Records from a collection
::::::::::
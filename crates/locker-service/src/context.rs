//! Request context carrying the authenticated user and any private-access
//! grant presented with the request.

use chrono::{DateTime, Utc};
use serde::Serialize;

use locker_auth::PrivateAccessGrant;
use locker_core::error::AppError;
use locker_core::result::AppResult;
use locker_core::types::UserId;

/// Context for the current authenticated request.
///
/// Extracted by the API layer and passed into service methods so that
/// every operation knows *who* is acting.
#[derive(Debug, Clone, Serialize)]
pub struct RequestContext {
    /// The authenticated user's ID.
    pub user_id: UserId,
    /// Email from the bearer token, if present.
    pub email: Option<String>,
    /// Validated private-access grant, if one was presented.
    pub private_access: Option<PrivateAccessGrant>,
    /// IP address of the request origin.
    pub ip_address: String,
    /// User-Agent header value.
    pub user_agent: Option<String>,
    /// When the request was received.
    pub request_time: DateTime<Utc>,
}

impl RequestContext {
    /// Creates a new request context without a private-access grant.
    pub fn new(
        user_id: UserId,
        email: Option<String>,
        ip_address: String,
        user_agent: Option<String>,
    ) -> Self {
        Self {
            user_id,
            email,
            private_access: None,
            ip_address,
            user_agent,
            request_time: Utc::now(),
        }
    }

    /// Attach a validated private-access grant.
    pub fn with_private_access(mut self, grant: PrivateAccessGrant) -> Self {
        self.private_access = Some(grant);
        self
    }

    /// Whether the request carries a live grant for this user.
    pub fn has_private_access(&self) -> bool {
        self.private_access
            .is_some_and(|g| g.user_id == self.user_id && g.expires_at > self.request_time)
    }

    /// Fail with an authorization error unless a live grant is present.
    pub fn require_private_access(&self) -> AppResult<()> {
        if self.has_private_access() {
            Ok(())
        } else {
            Err(AppError::authorization(
                "Private documents require biometric verification",
            ))
        }
    }
}

#[cfg(test)]
mod tests {
    use super::*;
    use chrono::Duration;

    #[test]
    fn test_grant_must_match_user_and_be_live() {
        let user = UserId::new();
        let ctx = RequestContext::new(user, None, "127.0.0.1".into(), None);
        assert!(ctx.require_private_access().is_err());

        let live = ctx.clone().with_private_access(PrivateAccessGrant {
            user_id: user,
            expires_at: Utc::now() + Duration::minutes(5),
        });
        assert!(live.has_private_access());

        let foreign = ctx.clone().with_private_access(PrivateAccessGrant {
            user_id: UserId::new(),
            expires_at: Utc::now() + Duration::minutes(5),
        });
        assert!(!foreign.has_private_access());

        let stale = ctx.with_private_access(PrivateAccessGrant {
            user_id: user,
            expires_at: Utc::now() - Duration::minutes(5),
        });
        assert!(!stale.has_private_access());
    }
}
::::::::::
[Aim of the exercise]:
All lines of the data above must be repeated exactly.

[Reply to the exercise]:
filename crates/locker-service/src/context.rs
//! Request context carrying the authenticated user and any private-access
//! grant presented with the request.

use chrono::{DateTime, Utc};
use serde::Serialize;

use locker_auth::PrivateAccessGrant;
use locker_core::error::AppError;
use locker_core::result::AppResult;
use locker_core::types::UserId;

/// Context for the current authenticated request.
///
/// Extracted by the API layer and passed into service methods so that
/// every operation knows *who* is acting.
#[derive(Debug, Clone, Serialize)]
pub struct RequestContext {
    /// The authenticated user's ID.
    pub user_id: UserId,
    /// Email from the bearer token, if present.
    pub email: Option<String>,
    /// Validated private-access grant, if one was presented.
    pub private_access: Option<PrivateAccessGrant>,
    /// IP address of the request origin.
    pub ip_address: String,
    /// User-Agent header value.
    pub user_agent: Option<String>,
    /// When the request was received.
    pub request_time: DateTime<Utc>,
}

impl RequestContext {
    /// Creates a new request context without a private-access grant.
    pub fn new(
        user_id: UserId,
        email: Option<String>,
        ip_address: String,
        user_agent: Option<String>,
    ) -> Self {
        Self {
            user_id,
            email,
            private_access: None,
            ip_address,
            user_agent,
            request_time: Utc::now(),
        }
    }

    /// Attach a validated private-access grant.
    pub fn with_private_access(mut self, grant: PrivateAccessGrant) -> Self {
        self.private_access = Some(grant);
        self
    }

    /// Whether the request carries a live grant for this user.
    pub fn has_private_access(&self) -> bool {
        self.private_access
            .is_some_and(|g| g.user_id == self.user_id && g.expires_at > self.request_time)
    }

    /// Fail with an authorization error unless a live grant is present.
    pub fn require_private_access(&self) -> AppResult<()> {
        if self.has_private_access() {
            Ok(())
        } else {
            Err(AppError::authorization(
                "Private documents require biometric verification",
            ))
        }
    }
}

#[cfg(test)]
mod tests {
    use super::*;
    use chrono::Duration;

    #[test]
    fn test_grant_must_match_user_and_be_live() {
        let user = UserId::new();
        let ctx = RequestContext::new(user, None, "127.0.0.1".into(), None);
        assert!(ctx.require_private_access().is_err());

        let live = ctx.clone().with_private_access(PrivateAccessGrant {
            user_id: user,
            expires_at: Utc::now() + Duration::minutes(5),
        });
        assert!(live.has_private_access());

        let foreign = ctx.clone().with_private_access(PrivateAccessGrant {
            user_id: UserId::new(),
            expires_at: Utc::now() + Duration::minutes(5),
        });
        assert!(!foreign.has_private_access());

        let stale = ctx.with_private_access(PrivateAccessGrant {
            user_id: user,
            expires_at: Utc::now() - Duration::minutes(5),
        });
        assert!(!stale.has_private_access());
    }
}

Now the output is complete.